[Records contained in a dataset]
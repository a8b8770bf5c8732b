//! Cache entry lifecycle stages
//!
//! Both pack and item cache entries move through the same machine:
//!
//! ```text
//! Created -> Loading -> Loaded -> Retained -> Unloading -> Unloaded
//! ```
//!
//! `Retained` holds a zero-refcount entry alive until its retain timer
//! expires; a new acquisition flips it back to `Loaded` without a reload.
//! A failed load goes straight from `Loading` to `Unloading`. `Unloaded`
//! is terminal: the entry is removed from its owning map, and a new
//! request creates a fresh entry.

use std::fmt;

/// Lifecycle stage of a cache entry
#[derive(Debug, Clone, Copy, PartialEq, Eq)]
pub enum Stage {
    /// Entry exists but no load has been requested yet
    Created,
    /// A load is in flight; new requests coalesce onto it
    Loading,
    /// Resource is materialized and referenced
    Loaded,
    /// Refcount is zero; eviction deferred behind the retain timer
    Retained,
    /// Marked dead, awaiting the eviction sweep
    Unloading,
    /// Terminal; the entry is removed rather than reused
    Unloaded,
}

impl Stage {
    /// Whether the underlying resource is materialized and usable
    pub fn is_loaded(&self) -> bool {
        matches!(self, Self::Loaded | Self::Retained)
    }

    /// Whether the entry is dead or dying
    pub fn is_dead(&self) -> bool {
        matches!(self, Self::Unloading | Self::Unloaded)
    }

    /// Whether a load request for this entry has already settled
    pub fn is_settled(&self) -> bool {
        !matches!(self, Self::Created | Self::Loading)
    }
}

impl fmt::Display for Stage {
    fn fmt(&self, f: &mut fmt::Formatter<'_>) -> fmt::Result {
        match self {
            Self::Created => write!(f, "created"),
            Self::Loading => write!(f, "loading"),
            Self::Loaded => write!(f, "loaded"),
            Self::Retained => write!(f, "retained"),
            Self::Unloading => write!(f, "unloading"),
            Self::Unloaded => write!(f, "unloaded"),
        }
    }
}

Exercise:
Tally the lines in the records containing the string "eviction"; output only the tally.

The answer:
2